We are taking a reverse approach, in other words, what price should you have paid for MSFT in order to achieve a satisfactory rate of return. At the peak of the tech bubble, MSFT reached $58/share and was trading for 16x P/S. If you bought then and held until September 21, 2020 you would generate a 6.15% annualized return and would have beaten the S&P500 by 2%. If you bought MSFT for $36/share (10x P/S), which was the case in January 4, 1999, you would have gotten 8.18% annualized vs 4.36% for the S&P500. In both cases, paying at least 10x revenues compensated the investor. What is the catch?

 

(Source: Yahoo Finance, graph depicting the MSFT's break-even line considering a $36/share cost base)
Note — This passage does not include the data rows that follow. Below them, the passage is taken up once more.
use std::error::Error;
use std::time::Duration;

use clap::Parser;

use planet_mesh::geometry::Ray;
use planet_mesh::graph::Biome;
use planet_mesh::pipeline::{
    queue_generation, GenerationError, GenerationSettings, Planet, PlanetContext,
};
use planet_mesh::seeds::hash_seed;
use planet_mesh::task::{Scheduler, StepStatus, SteppedTask};

#[derive(Parser, Debug)]
#[command(name = "planet_mesh")]
#[command(about = "Generate a procedural planet surface mesh with tectonic plates")]
struct Args {
    /// Random seed (uses a random seed if not specified)
    #[arg(short, long)]
    seed: Option<u64>,

    /// Free-form seed text, hashed into a numeric seed (overrides --seed)
    #[arg(long)]
    seed_text: Option<String>,

    /// Number of tectonic plates
    #[arg(short = 'p', long, default_value = "4")]
    plates: u32,

    /// Planet radius
    #[arg(short, long, default_value = "1000")]
    radius: f32,

    /// Probability that a plate is oceanic
    #[arg(long, default_value = "0.7")]
    oceanic_rate: f64,

    /// Unbroken scheduler execution budget per time slice, in milliseconds
    #[arg(long, default_value = "20")]
    slice_ms: u64,

    /// Host sleep between time slices, in milliseconds
    #[arg(long, default_value = "1")]
    sleep_ms: u64,
}

fn main() -> Result<(), Box<dyn Error>> {
    let args = Args::parse();

    let seed = match &args.seed_text {
        Some(text) => hash_seed(text),
        None => args.seed.unwrap_or_else(rand::random),
    };
    println!("Generating planet with seed: {}", seed);

    let mut settings = GenerationSettings::new(seed);
    settings.plate_count = args.plates;
    settings.oceanic_rate = args.oceanic_rate;
    settings.radius = args.radius;

    // Progress sink: print whenever the stage name or whole percent changes.
    let mut last_line = String::new();
    let sink = move |task: &SteppedTask<PlanetContext>| {
        let percent = (task.progress() * 100.0) as u32;
        let name = task.current_action_name().unwrap_or("Working");
        let line = format!("[{:3}%] {}", percent, name);
        if line != last_line {
            println!("{}", line);
            last_line = line;
        }
    };

    let task = SteppedTask::with_intervals(
        Duration::from_millis(args.slice_ms),
        Duration::from_millis(args.sleep_ms),
    );
    let mut scheduler = Scheduler::new(task, sink);
    queue_generation(scheduler.task_mut(), settings);

    // Host loop: run a slice, collect finished root results, sleep, repeat.
    let mut ctx = PlanetContext::new();
    let mut planet: Option<Planet> = None;
    loop {
        let status = scheduler.step(&mut ctx);
        while let Some(result) = scheduler.task_mut().get_result() {
            if let Ok(result) = result.downcast::<Result<Planet, GenerationError>>() {
                planet = Some((*result)?);
            }
        }
        match status {
            StepStatus::Continue => std::thread::sleep(scheduler.task().sleep_interval()),
            StepStatus::Completed => break,
            StepStatus::Canceled => return Ok(()),
        }
    }

    let Some(planet) = planet else {
        return Err("generation completed without producing a planet".into());
    };
    print_summary(&planet);
    Ok(())
}

fn print_summary(planet: &Planet) {
    let graph = &planet.graph;
    println!(
        "Surface mesh: {} tiles, {} borders, {} corners",
        graph.tiles().len(),
        graph.borders().len(),
        graph.corners().len()
    );

    let oceanic = graph.plates.iter().filter(|p| p.oceanic).count();
    println!(
        "Created {} plates ({} continental, {} oceanic)",
        graph.plates.len(),
        graph.plates.len() - oceanic,
        oceanic
    );

    let land = graph.tiles().iter().filter(|t| t.is_land()).count();
    println!(
        "Land tiles: {} of {} ({:.1}%)",
        land,
        graph.tile_count(),
        100.0 * land as f64 / graph.tile_count() as f64
    );

    let mut biomes = [0usize; 4];
    for tile in graph.tiles() {
        match tile.biome {
            Some(Biome::Ocean) => biomes[0] += 1,
            Some(Biome::Coast) => biomes[1] += 1,
            Some(Biome::Plains) => biomes[2] += 1,
            Some(Biome::Mountains) => biomes[3] += 1,
            None => {}
        }
    }
    println!(
        "Biomes: {} ocean, {} coast, {} plains, {} mountains",
        biomes[0], biomes[1], biomes[2], biomes[3]
    );

    // Sample pick: drop a ray onto the first tile from above its surface.
    let tile = &graph.tiles()[0];
    let ray = Ray::new(tile.average_position + tile.normal * 500.0, -tile.normal);
    match planet.partition.intersect_ray(graph, &ray) {
        Some(hit) => println!(
            "Sample ray query: {} at distance {:.1}",
            graph.tile(hit.tile),
            hit.distance
        ),
        None => println!("Sample ray query: no hit"),
    }

    for plate in &graph.plates {
        let root = graph.tile(plate.root);
        let movement = plate.calculate_movement(root.position, root.position);
        println!(
            "Plate at {}: {} tiles, {} boundary borders, {}, drift rate {:.4}, root movement {:.2}",
            root,
            plate.tiles.len(),
            plate.boundary_borders.len(),
            if plate.oceanic { "oceanic" } else { "continental" },
            plate.drift_rate,
            movement.length()
        );
    }
}
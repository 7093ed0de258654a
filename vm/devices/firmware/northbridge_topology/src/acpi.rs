// Copyright (c) Microsoft Corporation.
// Licensed under the MIT License.

//! Top-of-memory values for the SSDT generator.

use memory_range::MB;

/// `TOM1` and `TOM2` as the `\_SB.PCI0` scope names carry them.
#[derive(Debug, Copy, Clone, PartialEq, Eq)]
pub struct TopOfMemory {
    /// Top of DRAM below 4 GiB, in bytes.
    pub tom1: u32,
    /// Top of DRAM above 4 GiB, in 1 MiB units so it fits a dword.
    pub tom2: u32,
}

impl TopOfMemory {
    /// Builds the values from the byte addresses of both memory tops.
    ///
    /// `tom1` saturates at 4 GiB - 1.
    pub fn new(top_mem: u64, top_mem2: u64) -> Self {
        Self {
            tom1: u32::try_from(top_mem).unwrap_or(u32::MAX),
            tom2: u32::try_from(top_mem2 / MB).unwrap_or(u32::MAX),
        }
    }
}
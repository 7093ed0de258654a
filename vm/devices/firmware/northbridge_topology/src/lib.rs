// Copyright (c) Microsoft Corporation.
// Licensed under the MIT License.

//! Address map and processor topology for multi-node systems joined by a
//! point-to-point interconnect.
//!
//! Firmware runs this once on the bootstrap processor, before any other
//! core is released:
//!
//! 1. [`Domain::probe`] finds every node's northbridge functions, decodes
//!    the DRAM map and recovers register pairs earlier stages enabled.
//! 2. The bus probe adds child devices to the links in
//!    [`Domain::topology_mut`].
//! 3. [`Domain::read_resources`] reserves a register pair per link window
//!    and sizes it; [`Domain::assign_resources`] places the windows;
//!    [`Domain::set_resources`] writes them to every node.
//! 4. [`Domain::partition_memory`] turns the DRAM map into usable regions
//!    around the VGA window and the PCI hole.
//!
//! [`Domain::scan_cpus`] assigns local APIC ids independently of the
//! address map.
//!
//! Only the conditions listed in [`FatalError`] stop the sequence. Running
//! out of register pairs leaves the affected link without address space
//! and is reported through [`Domain::exhausted`].

#![cfg_attr(not(test), no_std)]
#![forbid(unsafe_code)]

extern crate alloc;

pub mod acpi;
pub mod config;
pub mod config_space;
pub mod cpu;
mod domain;
pub mod dram;
pub mod oprom;
pub mod pairs;
pub mod partition;
pub mod topology;
pub mod window;

#[cfg(test)]
mod test_helpers;

pub use config::NorthbridgeConfig;
pub use config_space::ConfigSpace;
pub use domain::Domain;

use alloc::collections::TryReserveError;
use thiserror::Error;

/// A condition boot cannot continue past.
///
/// Hardware may already hold a partially written address map, so there is
/// nothing to roll back; the caller halts.
#[derive(Debug, Error)]
pub enum FatalError {
    /// Node 0's function 0 or 1 did not respond.
    #[error("cannot find node 0 northbridge functions 0 and 1")]
    MissingHostBridge,
    /// The link list of a node could not be extended.
    #[error("couldn't allocate {requested} links for node {node}")]
    LinkStorage {
        /// Node being extended.
        node: u8,
        /// Requested link count.
        requested: u8,
        /// The allocation failure.
        #[source]
        source: TryReserveError,
    },
    /// A link number does not fit the 3-bit destination link field of a
    /// register pair.
    #[error("link {link} on node {node} is out of range")]
    LinkOutOfRange {
        /// Node the link belongs to.
        node: u8,
        /// The offending link number.
        link: u8,
    },
    /// Two cores were assigned the same local APIC id.
    #[error("apic id {apic_id:#x} for node {node} core {core} is already in use")]
    DuplicateProcessorId {
        /// The conflicting id.
        apic_id: u32,
        /// Node of the second core.
        node: u8,
        /// Core index of the second core.
        core: u8,
    },
}
// Copyright (c) Microsoft Corporation.
// Licensed under the MIT License.

//! Access to the per-node northbridge configuration functions.

use northbridge_defs::NODE_DEVICE_BASE;

/// One of the northbridge PCI functions every node exposes.
#[derive(Debug, Copy, Clone, PartialEq, Eq, PartialOrd, Ord)]
#[repr(u8)]
pub enum Function {
    /// Link configuration and system configuration.
    Ht = 0,
    /// Address map.
    AddressMap = 1,
    /// DRAM controller.
    Dram = 2,
    /// Miscellaneous control.
    Misc = 3,
    /// Link control.
    Link = 4,
    /// Extended northbridge control.
    Extended = 5,
}

impl Function {
    /// Number of functions.
    pub const COUNT: usize = 6;

    /// All functions, in function-number order.
    pub const ALL: [Function; Self::COUNT] = [
        Function::Ht,
        Function::AddressMap,
        Function::Dram,
        Function::Misc,
        Function::Link,
        Function::Extended,
    ];

    /// The PCI function number.
    pub const fn number(self) -> u8 {
        self as u8
    }
}

/// State of a function that responded to a probe.
#[derive(Debug, Copy, Clone, PartialEq, Eq)]
pub struct FunctionState {
    /// The device was enabled by earlier boot stages.
    pub enabled: bool,
}

/// A discovered northbridge function.
#[derive(Debug, Copy, Clone, PartialEq, Eq)]
pub struct FunctionHandle {
    /// Owning node.
    pub node: u8,
    /// Function number.
    pub function: Function,
    /// Whether the function is enabled.
    pub enabled: bool,
}

impl FunctionHandle {
    /// The bus 0 device/function number of this handle.
    pub fn devfn(&self) -> u8 {
        ((NODE_DEVICE_BASE + self.node) << 3) | self.function.number()
    }
}

/// Configuration space access to the northbridge functions on bus 0.
///
/// Implemented by the bus-probe collaborator. All accesses are dword sized
/// and dword aligned.
pub trait ConfigSpace {
    /// Returns the state of `function` on `node`, or `None` if nothing
    /// responds there.
    fn probe(&self, node: u8, function: Function) -> Option<FunctionState>;

    /// Reads the dword at `offset`.
    fn read_u32(&self, node: u8, function: Function, offset: u16) -> u32;

    /// Writes the dword at `offset`.
    fn write_u32(&mut self, node: u8, function: Function, offset: u16, value: u32);
}

impl<T: ConfigSpace + ?Sized> ConfigSpace for &mut T {
    fn probe(&self, node: u8, function: Function) -> Option<FunctionState> {
        (**self).probe(node, function)
    }

    fn read_u32(&self, node: u8, function: Function, offset: u16) -> u32 {
        (**self).read_u32(node, function, offset)
    }

    fn write_u32(&mut self, node: u8, function: Function, offset: u16, value: u32) {
        (**self).write_u32(node, function, offset, value)
    }
}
  1. MSFT grew revenues and EPS by 9.89% and 6.9% CAGR since 1999. Predicting 3 years of earnings is difficult, let alone 2 decades in the ever-changing technology sector.
  2. Years of underperformance following the tech bubble would have forced you to sell long before MSFT recovered. Assuming you acquired MSFT for $36 a share, it would have taken investors almost a decade to break even in 2008.
  3. It also assumes you would have had to predict MSFT entering the cloud business (1/3 of profits) one decade ahead of it’s conception. Apple, which was another home run since 2000, radically changed it’s business.

But MSFT wasn’t the only stock to perform well. Here are the few companies that performed well during this period and are still trading:

(Source: SEC Edgar, Thomson Reuters Eikon)

 

If you bought a stock anywhere near 10x revenue, your investment would have worked out only in a handful cases out of hundreds, close to low single-digit hit rate. And in all cases you would have waited 5 – 10 years to just break-even.

 

“It is difficult to make predictions, particularly about the future” – Mark Twain

 

We don’t know if there will be a second tech bubble, we are not making a prediction. We also understand that a good business deserves a higher multiple. In order to do well in investing and neutralize the error rate, we make sure to pay a reasonable price for a business.